Amor de Perdição - Cap. 16: Capítulo 16 Pág. 111 / 145

Simão, reconcentrando o indefinível sentimento que esta notícia lhe causara, disse com melancólica pausa:

– É pois certo que a minha má estrela arrasta a sua desgraçada filha a todos os meus abismos! Pobre anjo de caridade, que digna és tu do Céu!

– Que está o senhor aí a pregar? – interrompeu o ferrador. – Parece que ficou a modos de tristonho com a notícia!…

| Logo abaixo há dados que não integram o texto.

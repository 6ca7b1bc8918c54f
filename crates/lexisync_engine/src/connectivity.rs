//! Connectivity monitor.
//!
//! A passive observer of network reachability. Platform code either pushes
//! observations through [`ConnectivityMonitor::report`] or exposes a
//! [`NetworkCheck`] that [`ConnectivityMonitor::run`] polls. Handlers run
//! once per actual transition; repeated identical observations are dropped.

use parking_lot::Mutex;
use serde::Serialize;
use std::fmt;
use std::sync::{Arc, Weak};
use std::time::Duration;
use tracing::{debug, info};

/// Kind of network link.
#[derive(Debug, Clone, Copy, PartialEq, Eq, Hash, Serialize)]
#[serde(rename_all = "lowercase")]
pub enum LinkType {
    /// Wi-Fi.
    Wifi,
    /// Mobile data.
    Cellular,
    /// Wired.
    Ethernet,
    /// Connected, link unknown.
    Other,
    /// No link.
    None,
}

impl fmt::Display for LinkType {
    fn fmt(&self, f: &mut fmt::Formatter<'_>) -> fmt::Result {
        let name = match self {
            LinkType::Wifi => "wifi",
            LinkType::Cellular => "cellular",
            LinkType::Ethernet => "ethernet",
            LinkType::Other => "other",
            LinkType::None => "none",
        };
        f.write_str(name)
    }
}

/// Reachability observation.
#[derive(Debug, Clone, Copy, PartialEq, Eq, Serialize)]
#[serde(rename_all = "camelCase")]
pub struct ConnectivityStatus {
    /// Whether the network is reachable.
    pub is_connected: bool,
    /// Link metadata.
    pub link_type: LinkType,
}

impl ConnectivityStatus {
    /// Connected over `link`.
    pub fn online(link: LinkType) -> Self {
        Self {
            is_connected: true,
            link_type: link,
        }
    }

    /// Not connected.
    pub fn offline() -> Self {
        Self {
            is_connected: false,
            link_type: LinkType::None,
        }
    }

    /// Status assumed when the platform signal is unavailable.
    pub fn fail_open() -> Self {
        Self::online(LinkType::Other)
    }
}

/// Source of platform reachability signals.
pub trait NetworkCheck: Send + Sync {
    /// Returns the current status, or `None` if the signal is unavailable.
    fn check(&self) -> Option<ConnectivityStatus>;
}

type Handler = Arc<dyn Fn(ConnectivityStatus) + Send + Sync>;

struct Inner {
    status: ConnectivityStatus,
    handlers: Vec<(u64, Handler)>,
    next_id: u64,
}

/// Observes reachability and notifies subscribers of transitions.
#[derive(Clone)]
pub struct ConnectivityMonitor {
    inner: Arc<Mutex<Inner>>,
}

impl ConnectivityMonitor {
    /// Creates a monitor that starts connected (fail-open).
    pub fn new() -> Self {
        Self::with_status(ConnectivityStatus::fail_open())
    }

    /// Creates a monitor with a known initial status.
    pub fn with_status(status: ConnectivityStatus) -> Self {
        Self {
            inner: Arc::new(Mutex::new(Inner {
                status,
                handlers: Vec::new(),
                next_id: 0,
            })),
        }
    }

    /// Returns the last observed status.
    pub fn current_status(&self) -> ConnectivityStatus {
        self.inner.lock().status
    }

    /// Returns true if the last observation was connected.
    pub fn is_online(&self) -> bool {
        self.current_status().is_connected
    }

    /// Registers a transition handler.
    ///
    /// The handler stays registered until the returned [`Subscription`] is
    /// dropped or unsubscribed.
    pub fn subscribe<F>(&self, handler: F) -> Subscription
    where
        F: Fn(ConnectivityStatus) + Send + Sync + 'static,
    {
        let mut inner = self.inner.lock();
        let id = inner.next_id;
        inner.next_id += 1;
        inner.handlers.push((id, Arc::new(handler)));
        Subscription {
            id,
            monitor: Arc::downgrade(&self.inner),
        }
    }

    /// Returns the number of registered handlers.
    pub fn handler_count(&self) -> usize {
        self.inner.lock().handlers.len()
    }

    /// Records an observation. Returns true if it was a transition.
    pub fn report(&self, status: ConnectivityStatus) -> bool {
        let handlers: Vec<Handler> = {
            let mut inner = self.inner.lock();
            if inner.status == status {
                return false;
            }
            inner.status = status;
            inner.handlers.iter().map(|(_, h)| Arc::clone(h)).collect()
        };

        info!(
            connected = status.is_connected,
            link = %status.link_type,
            "connectivity changed"
        );

        // Handlers may call back into the monitor.
        for handler in handlers {
            handler(status);
        }
        true
    }

    /// Polls `check` once and records the result.
    pub fn poll_once(&self, check: &dyn NetworkCheck) -> bool {
        let status = check.check().unwrap_or_else(|| {
            debug!("network check unavailable, assuming connected");
            ConnectivityStatus::fail_open()
        });
        self.report(status)
    }

    /// Polls `check` every `interval` until the task is aborted.
    pub async fn run<P: NetworkCheck>(&self, check: P, interval: Duration) {
        let mut ticker = tokio::time::interval(interval);
        ticker.set_missed_tick_behavior(tokio::time::MissedTickBehavior::Delay);
        loop {
            ticker.tick().await;
            self.poll_once(&check);
        }
    }
}

impl Default for ConnectivityMonitor {
    fn default() -> Self {
        Self::new()
    }
}

impl fmt::Debug for ConnectivityMonitor {
    fn fmt(&self, f: &mut fmt::Formatter<'_>) -> fmt::Result {
        let inner = self.inner.lock();
        f.debug_struct("ConnectivityMonitor")
            .field("status", &inner.status)
            .field("handlers", &inner.handlers.len())
            .finish()
    }
}

/// Keeps a handler registered; dropping it unsubscribes.
#[derive(Debug)]
pub struct Subscription {
    id: u64,
    monitor: Weak<Mutex<Inner>>,
}

impl Subscription {
    /// Removes the handler.
    pub fn unsubscribe(self) {
        drop(self);
    }
}

impl Drop for Subscription {
    fn drop(&mut self) {
        if let Some(inner) = self.monitor.upgrade() {
            inner.lock().handlers.retain(|(id, _)| *id != self.id);
        }
    }
}

#[cfg(test)]
mod tests {
    use super::*;
    use std::sync::atomic::{AtomicUsize, Ordering};

    struct FixedCheck(Option<ConnectivityStatus>);

    impl NetworkCheck for FixedCheck {
        fn check(&self) -> Option<ConnectivityStatus> {
            self.0
        }
    }

    fn counter(monitor: &ConnectivityMonitor) -> (Arc<AtomicUsize>, Subscription) {
        let count = Arc::new(AtomicUsize::new(0));
        let c = Arc::clone(&count);
        let sub = monitor.subscribe(move |_| {
            c.fetch_add(1, Ordering::SeqCst);
        });
        (count, sub)
    }

    #[test]
    fn starts_fail_open() {
        let monitor = ConnectivityMonitor::new();
        assert!(monitor.is_online());
        assert_eq!(monitor.current_status().link_type, LinkType::Other);
    }

    #[test]
    fn identical_states_do_not_notify() {
        let monitor = ConnectivityMonitor::new();
        let (count, _sub) = counter(&monitor);

        assert!(monitor.report(ConnectivityStatus::offline()));
        assert!(!monitor.report(ConnectivityStatus::offline()));
        assert!(monitor.report(ConnectivityStatus::online(LinkType::Wifi)));
        assert!(!monitor.report(ConnectivityStatus::online(LinkType::Wifi)));

        assert_eq!(count.load(Ordering::SeqCst), 2);
    }

    #[test]
    fn link_change_is_a_transition() {
        let monitor = ConnectivityMonitor::with_status(ConnectivityStatus::online(LinkType::Wifi));
        let (count, _sub) = counter(&monitor);
        monitor.report(ConnectivityStatus::online(LinkType::Cellular));
        assert_eq!(count.load(Ordering::SeqCst), 1);
    }

    #[test]
    fn dropping_subscription_removes_handler() {
        let monitor = ConnectivityMonitor::new();
        let (count, sub) = counter(&monitor);
        assert_eq!(monitor.handler_count(), 1);

        sub.unsubscribe();
        assert_eq!(monitor.handler_count(), 0);

        monitor.report(ConnectivityStatus::offline());
        assert_eq!(count.load(Ordering::SeqCst), 0);
    }

    #[test]
    fn unavailable_check_fails_open() {
        let monitor = ConnectivityMonitor::with_status(ConnectivityStatus::offline());
        assert!(monitor.poll_once(&FixedCheck(None)));
        assert!(monitor.is_online());

        assert!(monitor.poll_once(&FixedCheck(Some(ConnectivityStatus::offline()))));
        assert!(!monitor.is_online());
    }

    #[tokio::test(start_paused = true)]
    async fn run_polls_check() {
        let monitor = ConnectivityMonitor::new();
        let (count, _sub) = counter(&monitor);

        let task = {
            let monitor = monitor.clone();
            tokio::spawn(async move {
                monitor
                    .run(
                        FixedCheck(Some(ConnectivityStatus::offline())),
                        Duration::from_secs(1),
                    )
                    .await
            })
        };

        tokio::time::sleep(Duration::from_millis(1_500)).await;
        assert!(!monitor.is_online());
        assert_eq!(count.load(Ordering::SeqCst), 1);
        task.abort();
    }
}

– Senhor João – tornou solenemente o preso – não deixe aqui a sua querida filha. Deixe-ma ver, traga-a consigo uma vez a esta casa; mas não a deixe cá, porque eu não posso tolher o destino de Mariana. Como há-de ela viver no Porto, sozinha, sem conhecer ninguém, bela como ela é, e perseguida como tem de ser?!…

– Perseguida! Tó carocha! Não que ela é mesmo de se lhe dar de que a persigam!… Que vão para lá, mas que deixem as ventas em casa. Meu amigo, as mulheres são como as peras verdes: um homem apalpa-as, e, se o dedo acha duro, deixa-as, e não as come. É como é. A rapariga sai à mãe. Minha mulher, que Deus haja, quando eu lhe andava rentando, dei-lhe um dia um beliscão numa perna. E vai ela põe-se direita comigo, e deu-me dois cascudos nas trombas, que ainda agora os sinto. A Mariana!… Aquilo é da pele de Satanás! Pergunte o senhor, se algum dia falar com aquele fidalguinho Mendes de Viseu, a troçada que ele levou com as rédeas da égua, só por lhe bulir na chinela quando ela estava em cima da burra!

Simão sorriu ao rasgado panegírico da bravura da moça, e orgulhou-se secretamente dos brandos afagos com que ela desvelara em oito meses de quase continuada convivência.

– E vossemecê há-de privar-se da companhia de sua filha? – insistiu o preso.

– Eu lá me arranjarei como puder. Tenho uma cunhada velha e levo-a para mim para me arranjar o caldo. E vossa senhoria pouco tempo aqui estará… O senhor corregedor lá anda a tratar de o pôr na rua, e que o senhor sai, cá para mim são favas contadas. E assim com'assim, vou dizer-lhe tudo duma feita: a rapariga, se eu a não deixasse vir para o Porto, dava um estoiro como uma castanha. Olhe que eu não sou tolo, fidalgo. Que ela tem paixão d'alma por vossa senhoria, isto é tão certo como eu ser João.